//! One-shot rendering entry points: scene -> SVG / pixels / files.

use std::path::Path;

use crate::{
    core::{FrameIndex, FrameRange},
    encode_ffmpeg::{Mp4Config, Mp4Encoder},
    error::{VizError, VizResult},
    raster::{FrameRgba, Rasterizer},
    scene::Scene,
    style::Theme,
    svg::scene_frame_svg,
};

fn check_frame(scene: &Scene, frame: FrameIndex) -> VizResult<()> {
    if frame.0 >= scene.duration.0 {
        return Err(VizError::render(format!(
            "frame {} out of range (scene '{}' has {} frames)",
            frame.0, scene.name, scene.duration.0
        )));
    }
    Ok(())
}

/// Generate the SVG document for one frame.
pub fn render_svg(scene: &Scene, frame: FrameIndex, theme: &Theme) -> VizResult<String> {
    check_frame(scene, frame)?;
    Ok(scene_frame_svg(scene, frame, theme))
}

/// Rasterize one frame to premultiplied RGBA8.
#[tracing::instrument(skip_all, fields(scene = %scene.name, frame = frame.0))]
pub fn render_frame(
    scene: &Scene,
    frame: FrameIndex,
    rasterizer: &Rasterizer,
    theme: &Theme,
) -> VizResult<FrameRgba> {
    let svg = render_svg(scene, frame, theme)?;
    rasterizer.render(&svg, scene.canvas)
}

/// Rasterize one frame and write it as a PNG.
///
/// The scene background is painted into every frame, so the output carries
/// no transparency and the premultiplied pixel data can be saved directly.
#[tracing::instrument(skip_all, fields(scene = %scene.name, frame = frame.0))]
pub fn render_png(
    scene: &Scene,
    frame: FrameIndex,
    rasterizer: &Rasterizer,
    theme: &Theme,
    out_path: &Path,
) -> VizResult<()> {
    let pixels = render_frame(scene, frame, rasterizer, theme)?;
    crate::encode_ffmpeg::ensure_parent_dir(out_path)?;
    let img = image::RgbaImage::from_raw(pixels.width, pixels.height, pixels.data)
        .ok_or_else(|| VizError::render("pixel buffer size mismatch"))?;
    use anyhow::Context as _;
    img.save(out_path)
        .with_context(|| format!("failed to write png '{}'", out_path.display()))?;
    tracing::info!(path = %out_path.display(), "wrote png");
    Ok(())
}

/// Render a frame range and pipe it into `ffmpeg` as an MP4.
#[tracing::instrument(skip_all, fields(scene = %scene.name))]
pub fn render_to_mp4(
    scene: &Scene,
    range: FrameRange,
    rasterizer: &Rasterizer,
    theme: &Theme,
    out_path: impl Into<std::path::PathBuf>,
) -> VizResult<()> {
    if range.is_empty() {
        return Err(VizError::validation("render range must be non-empty"));
    }
    if range.end.0 > scene.duration.0 {
        return Err(VizError::validation(
            "render range must be within scene duration",
        ));
    }

    let cfg = Mp4Config::new(out_path, scene.canvas, scene.fps);
    let mut enc = Mp4Encoder::new(cfg, theme.background)?;
    for f in range.start.0..range.end.0 {
        let frame = render_frame(scene, FrameIndex(f), rasterizer, theme)?;
        enc.encode_frame(&frame)?;
    }
    enc.finish()?;
    tracing::info!(frames = range.len_frames(), "encoded mp4");
    Ok(())
}
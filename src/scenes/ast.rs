//! Source -> tokens -> grammar -> AST, as one continuous animation.

use std::collections::BTreeMap;

use crate::core::{Canvas, Fps, Point};
use crate::element::{Element, Shape, TextAnchor, TextSpan, UnitId, VisualUnit};
use crate::error::VizResult;
use crate::fixture;
use crate::layout;
use crate::scene::{Animation, Scene, SceneRecorder};
use crate::style::{Hue, Theme};
use crate::widgets::{self, SourceAnchor, StackedText, TextLine};

const TOKENS_PER_ROW: usize = 6;
const NODE_SCALE: f64 = 0.55;

pub fn build(fps: Fps, canvas: Canvas, theme: &Theme) -> VizResult<Scene> {
    let mut rec = SceneRecorder::new("ast_generation", fps, canvas);

    show_source(&mut rec, theme)?;
    show_tokens(&mut rec, theme)?;
    show_grammar(&mut rec, theme)?;
    show_tree(&mut rec, theme)?;

    rec.finish()
}

fn title(rec: &mut SceneRecorder, id: &str, text: &str, hue: Hue, theme: &Theme) -> VizResult<UnitId> {
    let canvas = rec.canvas();
    rec.add(widgets::corner_title(id, text, theme.hue(hue), canvas, theme))
}

fn show_source(rec: &mut SceneRecorder, theme: &Theme) -> VizResult<()> {
    let title = title(rec, "title_source", "Step 1: Source Code", Hue::Blue, theme)?;

    let lines = fixture::source_lines()
        .into_iter()
        .map(|l| TextLine::new(l, theme.text, theme.code_font_size).mono())
        .collect();
    let listing = StackedText::new("source_listing", lines)
        .gap(0.25)
        .scale(0.8)
        .build_at(Point::new(0.0, -0.3));
    let listing_box = widgets::surround(
        "source_box",
        listing.bbox(),
        theme.hue(Hue::Blue),
        0.3,
        0.2,
        2.0,
    );
    let listing = rec.add(listing)?;
    let listing_box = rec.add(listing_box)?;

    rec.play(&[Animation::Write(title)], 1.0)?;
    rec.play(
        &[Animation::Create(listing_box), Animation::Write(listing)],
        2.0,
    )?;
    rec.wait(2.0);
    Ok(())
}

fn show_tokens(rec: &mut SceneRecorder, theme: &Theme) -> VizResult<()> {
    let new_title = title(
        rec,
        "title_tokens",
        "Step 2: Lexical Analysis (Tokenization)",
        Hue::Green,
        theme,
    )?;
    rec.play(
        &[
            Animation::FadeOut(UnitId::new("title_source")),
            Animation::Write(new_title),
        ],
        1.0,
    )?;
    rec.play(
        &[
            Animation::FadeOut(UnitId::new("source_box")),
            Animation::FadeOut(UnitId::new("source_listing")),
        ],
        1.0,
    )?;

    // 6-per-row grid, scaled toward its center and nudged below the title
    let scale = 0.8;
    let tokens = fixture::tokens();
    let mut rows: Vec<Vec<UnitId>> = Vec::new();
    for (i, token) in tokens.iter().enumerate() {
        let row = i / TOKENS_PER_ROW;
        let col = i % TOKENS_PER_ROW;
        let x = (col as f64 * 2.0 - 6.0 + 1.0) * scale;
        let y = (2.5 - row as f64 * 1.2 + 0.5) * scale - 0.5;

        let lexeme_font = theme.token_font_size * scale;
        let caption_font = theme.token_caption_font_size * scale;
        let caption_y = y
            - layout::em_units(lexeme_font) / 2.0
            - 0.1 * scale
            - layout::em_units(caption_font) / 2.0;

        let unit = VisualUnit::new(
            format!("token_{i}"),
            vec![
                Element {
                    shape: Shape::Text(TextSpan {
                        content: token.lexeme.to_string(),
                        font_size: lexeme_font,
                        bold: false,
                        mono: true,
                        anchor: TextAnchor::Middle,
                        origin: Point::new(x, y),
                    }),
                    color: theme.hue(token.category.hue()),
                },
                Element {
                    shape: Shape::Text(TextSpan {
                        content: token.category.label().to_string(),
                        font_size: caption_font,
                        bold: false,
                        mono: false,
                        anchor: TextAnchor::Middle,
                        origin: Point::new(x, caption_y),
                    }),
                    color: theme.muted,
                },
            ],
        );
        let id = rec.add(unit)?;
        if rows.len() <= row {
            rows.push(Vec::new());
        }
        rows[row].push(id);
    }

    for row in &rows {
        let batch: Vec<Animation> = row.iter().cloned().map(Animation::Write).collect();
        rec.play(&batch, 0.3)?;
    }
    rec.wait(2.0);
    Ok(())
}

fn show_grammar(rec: &mut SceneRecorder, theme: &Theme) -> VizResult<()> {
    let new_title = title(
        rec,
        "title_grammar",
        "Step 3: Syntax Analysis (Parsing)",
        Hue::Orange,
        theme,
    )?;
    rec.play(
        &[
            Animation::FadeOut(UnitId::new("title_tokens")),
            Animation::Write(new_title),
        ],
        1.0,
    )?;

    let fade: Vec<Animation> = (0..fixture::tokens().len())
        .map(|i| Animation::FadeOut(UnitId::new(format!("token_{i}"))))
        .collect();
    rec.play(&fade, 1.0)?;

    let mut lines = vec![TextLine::new(
        fixture::GRAMMAR_HEADER,
        theme.hue(Hue::Green),
        theme.rule_header_font_size,
    )];
    lines.extend(
        fixture::grammar_rules()
            .into_iter()
            .map(|r| TextLine::new(r, theme.text, theme.rule_font_size)),
    );
    let rules = rec.add(
        StackedText::new("grammar_rules", lines)
            .gap(0.4)
            .scale(0.85)
            .build_at(Point::ZERO),
    )?;

    rec.play(&[Animation::Write(rules)], 3.0)?;
    rec.wait(2.0);
    Ok(())
}

fn show_tree(rec: &mut SceneRecorder, theme: &Theme) -> VizResult<()> {
    let new_title = title(
        rec,
        "title_tree",
        "Step 4: Building the AST",
        Hue::Purple,
        theme,
    )?;
    rec.play(
        &[
            Animation::FadeOut(UnitId::new("title_grammar")),
            Animation::Write(new_title),
        ],
        1.0,
    )?;
    rec.play(&[Animation::FadeOut(UnitId::new("grammar_rules"))], 1.0)?;

    let mut nodes: BTreeMap<&str, VisualUnit> = BTreeMap::new();
    for node in fixture::ast_nodes() {
        nodes.insert(
            node.id,
            widgets::node_box(node.id, &node.lines, node.hue, node.pos, NODE_SCALE, theme),
        );
    }

    // one connector per child, named after its destination
    let mut connectors: BTreeMap<&str, VisualUnit> = BTreeMap::new();
    for (parent, child) in fixture::ast_edges() {
        connectors.insert(
            child,
            widgets::connector(
                format!("edge_{child}"),
                &nodes[parent],
                &nodes[child],
                SourceAnchor::Bottom,
                None,
                &theme.ast_arrow,
            ),
        );
    }

    let mut node_ids: BTreeMap<&str, UnitId> = BTreeMap::new();
    let mut conn_ids: BTreeMap<&str, UnitId> = BTreeMap::new();
    for node in fixture::ast_nodes() {
        let unit = nodes.remove(node.id).expect("node built above");
        node_ids.insert(node.id, rec.add(unit)?);
        if let Some(conn) = connectors.remove(node.id) {
            conn_ids.insert(node.id, rec.add(conn)?);
        }
    }

    for stage in fixture::ast_reveal_stages() {
        let mut batch = Vec::new();
        for id in &stage.node_ids {
            batch.push(Animation::Create(node_ids[id].clone()));
            if let Some(conn) = conn_ids.get(id) {
                batch.push(Animation::Create(conn.clone()));
            }
        }
        rec.play(&batch, stage.secs)?;
    }
    rec.wait(3.0);
    Ok(())
}
pub type VizResult<T> = Result<T, VizError>;

#[derive(thiserror::Error, Debug)]
pub enum VizError {
    #[error("validation error: {0}")]
    Validation(String),

    #[error("animation error: {0}")]
    Animation(String),

    #[error("render error: {0}")]
    Render(String),

    #[error("encode error: {0}")]
    Encode(String),

    #[error(transparent)]
    Other(#[from] anyhow::Error),
}

impl VizError {
    pub fn validation(msg: impl Into<String>) -> Self {
        Self::Validation(msg.into())
    }

    pub fn animation(msg: impl Into<String>) -> Self {
        Self::Animation(msg.into())
    }

    pub fn render(msg: impl Into<String>) -> Self {
        Self::Render(msg.into())
    }

    pub fn encode(msg: impl Into<String>) -> Self {
        Self::Encode(msg.into())
    }
}
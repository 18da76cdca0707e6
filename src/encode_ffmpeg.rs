use std::{
    path::{Path, PathBuf},
    process::{Child, ChildStdin, Command, Stdio},
};

use crate::{
    core::{Canvas, Fps, Rgba8},
    error::{VizError, VizResult},
    raster::FrameRgba,
};

/// MP4 encode settings. Output targets yuv420p via the system `ffmpeg`
/// binary, so both canvas dimensions must be even.
#[derive(Clone, Debug)]
pub struct Mp4Config {
    pub canvas: Canvas,
    pub fps: Fps,
    pub out_path: PathBuf,
    pub overwrite: bool,
}

impl Mp4Config {
    pub fn new(out_path: impl Into<PathBuf>, canvas: Canvas, fps: Fps) -> Self {
        Self {
            canvas,
            fps,
            out_path: out_path.into(),
            overwrite: true,
        }
    }

    pub fn validate(&self) -> VizResult<()> {
        self.canvas.validate()?;
        if !self.canvas.width.is_multiple_of(2) || !self.canvas.height.is_multiple_of(2) {
            return Err(VizError::validation(
                "encode width/height must be even (required for yuv420p mp4 output)",
            ));
        }
        Ok(())
    }
}

pub fn is_ffmpeg_on_path() -> bool {
    Command::new("ffmpeg")
        .arg("-version")
        .stdout(Stdio::null())
        .stderr(Stdio::null())
        .status()
        .map(|s| s.success())
        .unwrap_or(false)
}

pub fn ensure_parent_dir(path: &Path) -> VizResult<()> {
    if let Some(parent) = path.parent() {
        use anyhow::Context as _;
        std::fs::create_dir_all(parent)
            .with_context(|| format!("failed to create output directory '{}'", parent.display()))?;
    }
    Ok(())
}

/// Streams raw RGBA frames into an `ffmpeg` child process. Frames may carry
/// alpha; they are flattened over the scene background before piping.
pub struct Mp4Encoder {
    cfg: Mp4Config,
    background: Rgba8,
    child: Child,
    stdin: Option<ChildStdin>,
    scratch: Vec<u8>,
}

impl Mp4Encoder {
    pub fn new(cfg: Mp4Config, background: Rgba8) -> VizResult<Self> {
        cfg.validate()?;
        ensure_parent_dir(&cfg.out_path)?;

        if !cfg.overwrite && cfg.out_path.exists() {
            return Err(VizError::validation(format!(
                "output file '{}' already exists",
                cfg.out_path.display()
            )));
        }

        if !is_ffmpeg_on_path() {
            return Err(VizError::encode(
                "ffmpeg is required for MP4 encoding, but was not found on PATH",
            ));
        }

        // System ffmpeg rather than linked FFmpeg libraries: no native dev
        // headers needed.
        let mut cmd = Command::new("ffmpeg");
        cmd.stdin(Stdio::piped())
            .stdout(Stdio::null())
            .stderr(Stdio::piped());

        cmd.arg(if cfg.overwrite { "-y" } else { "-n" });
        cmd.args([
            "-loglevel",
            "error",
            "-f",
            "rawvideo",
            "-pix_fmt",
            "rgba",
            "-s",
            &format!("{}x{}", cfg.canvas.width, cfg.canvas.height),
            "-r",
            &format!("{}/{}", cfg.fps.num, cfg.fps.den),
            "-i",
            "pipe:0",
            "-an",
            "-c:v",
            "libx264",
            "-pix_fmt",
            "yuv420p",
            "-movflags",
            "+faststart",
        ])
        .arg(&cfg.out_path);

        let mut child = cmd.spawn().map_err(|e| {
            VizError::encode(format!(
                "failed to spawn ffmpeg (is it installed and on PATH?): {e}"
            ))
        })?;

        let stdin = child
            .stdin
            .take()
            .ok_or_else(|| VizError::encode("failed to open ffmpeg stdin (unexpected)"))?;

        Ok(Self {
            scratch: vec![0u8; (cfg.canvas.width * cfg.canvas.height * 4) as usize],
            cfg,
            background,
            child,
            stdin: Some(stdin),
        })
    }

    pub fn encode_frame(&mut self, frame: &FrameRgba) -> VizResult<()> {
        if frame.width != self.cfg.canvas.width || frame.height != self.cfg.canvas.height {
            return Err(VizError::validation(format!(
                "frame size mismatch: got {}x{}, expected {}x{}",
                frame.width, frame.height, self.cfg.canvas.width, self.cfg.canvas.height
            )));
        }
        if frame.data.len() != self.scratch.len() {
            return Err(VizError::validation(
                "frame data size mismatch with width*height*4",
            ));
        }

        flatten_to_opaque_rgba8(
            &mut self.scratch,
            &frame.data,
            frame.premultiplied,
            self.background,
        )?;

        let Some(stdin) = self.stdin.as_mut() else {
            return Err(VizError::encode("ffmpeg encoder is already finalized"));
        };

        use std::io::Write as _;
        stdin
            .write_all(&self.scratch)
            .map_err(|e| VizError::encode(format!("failed to write frame to ffmpeg stdin: {e}")))?;

        Ok(())
    }

    pub fn finish(mut self) -> VizResult<()> {
        drop(self.stdin.take());

        let output = self
            .child
            .wait_with_output()
            .map_err(|e| VizError::encode(format!("failed to wait for ffmpeg to finish: {e}")))?;

        if !output.status.success() {
            let stderr = String::from_utf8_lossy(&output.stderr);
            return Err(VizError::encode(format!(
                "ffmpeg exited with status {}: {}",
                output.status,
                stderr.trim()
            )));
        }

        Ok(())
    }
}

fn flatten_to_opaque_rgba8(
    dst: &mut [u8],
    src: &[u8],
    src_is_premul: bool,
    bg: Rgba8,
) -> VizResult<()> {
    if dst.len() != src.len() || !dst.len().is_multiple_of(4) {
        return Err(VizError::validation(
            "flatten expects equal-length rgba8 buffers",
        ));
    }

    let bg_r = u16::from(bg.r);
    let bg_g = u16::from(bg.g);
    let bg_b = u16::from(bg.b);

    for (d, s) in dst.chunks_exact_mut(4).zip(src.chunks_exact(4)) {
        let a = u16::from(s[3]);
        if a == 255 {
            d.copy_from_slice(s);
            d[3] = 255;
            continue;
        }

        let inv = 255u16 - a;
        let (r, g, b) = if src_is_premul {
            (
                u16::from(s[0]) + mul_div255(bg_r, inv),
                u16::from(s[1]) + mul_div255(bg_g, inv),
                u16::from(s[2]) + mul_div255(bg_b, inv),
            )
        } else {
            (
                mul_div255(u16::from(s[0]), a) + mul_div255(bg_r, inv),
                mul_div255(u16::from(s[1]), a) + mul_div255(bg_g, inv),
                mul_div255(u16::from(s[2]), a) + mul_div255(bg_b, inv),
            )
        };

        d[0] = r.min(255) as u8;
        d[1] = g.min(255) as u8;
        d[2] = b.min(255) as u8;
        d[3] = 255;
    }

    Ok(())
}

fn mul_div255(x: u16, y: u16) -> u16 {
    (((u32::from(x) * u32::from(y)) + 127) / 255) as u16
}

#[cfg(test)]
mod tests {
    use super::*;

    fn fps() -> Fps {
        Fps::new(30, 1).unwrap()
    }

    #[test]
    fn config_rejects_odd_dimensions() {
        let cfg = Mp4Config::new(
            "out/movie.mp4",
            Canvas {
                width: 11,
                height: 10,
            },
            fps(),
        );
        assert!(cfg.validate().is_err());
    }

    #[test]
    fn config_rejects_zero_canvas() {
        let cfg = Mp4Config::new(
            "out/movie.mp4",
            Canvas {
                width: 0,
                height: 10,
            },
            fps(),
        );
        assert!(cfg.validate().is_err());
    }

    #[test]
    fn flatten_premul_over_black() {
        // premultiplied red @ 50% alpha stays 128,0,0 over black
        let src = vec![128u8, 0, 0, 128];
        let mut dst = vec![0u8; 4];
        flatten_to_opaque_rgba8(&mut dst, &src, true, Rgba8::rgb(0, 0, 0)).unwrap();
        assert_eq!(dst, vec![128u8, 0, 0, 255]);
    }

    #[test]
    fn flatten_straight_over_background() {
        // straight red @ 50% alpha over mid-gray background
        let src = vec![255u8, 0, 0, 128];
        let mut dst = vec![0u8; 4];
        flatten_to_opaque_rgba8(&mut dst, &src, false, Rgba8::rgb(100, 100, 100)).unwrap();
        assert_eq!(dst[3], 255);
        assert!(dst[0] > dst[1]);
        assert_eq!(dst[1], dst[2]);
    }
}
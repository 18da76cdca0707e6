#![forbid(unsafe_code)]

//! Programmatic animations of compiler front-end concepts: a worked
//! example walks from source code through tokens and grammar rules to an
//! AST, then through basic blocks to a control-flow graph and block
//! merging. Scenes bake into keyframed units and render deterministically
//! through an SVG pipeline to PNG stills or MP4 video.

pub mod anim;
pub mod core;
pub mod ease;
pub mod element;
pub mod encode_ffmpeg;
pub mod error;
pub mod fixture;
pub mod graph;
pub mod layout;
pub mod pipeline;
pub mod raster;
pub mod scene;
pub mod scenes;
pub mod style;
pub mod svg;
pub mod widgets;

pub use anim::Anim;
pub use crate::core::{Canvas, Fps, FrameIndex, FrameRange, Rgba8};
pub use ease::Ease;
pub use error::{VizError, VizResult};
pub use graph::{BasicBlock, BlockId, BranchLabel, Edge, FlowGraph, MergeOutcome, MergePlan};
pub use raster::{FrameRgba, Rasterizer};
pub use scene::{Animation, Scene, SceneRecorder};
pub use scenes::SceneKind;
pub use style::Theme;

──────

● Problem description
Once you find the string "StackedText" in a line of the records, copy that line.

● Answer space
use crate::widgets::{self, SourceAnchor, StackedText, TextLine};
    let listing = StackedText::new("source_listing", lines)
        StackedText::new("grammar_rules", lines)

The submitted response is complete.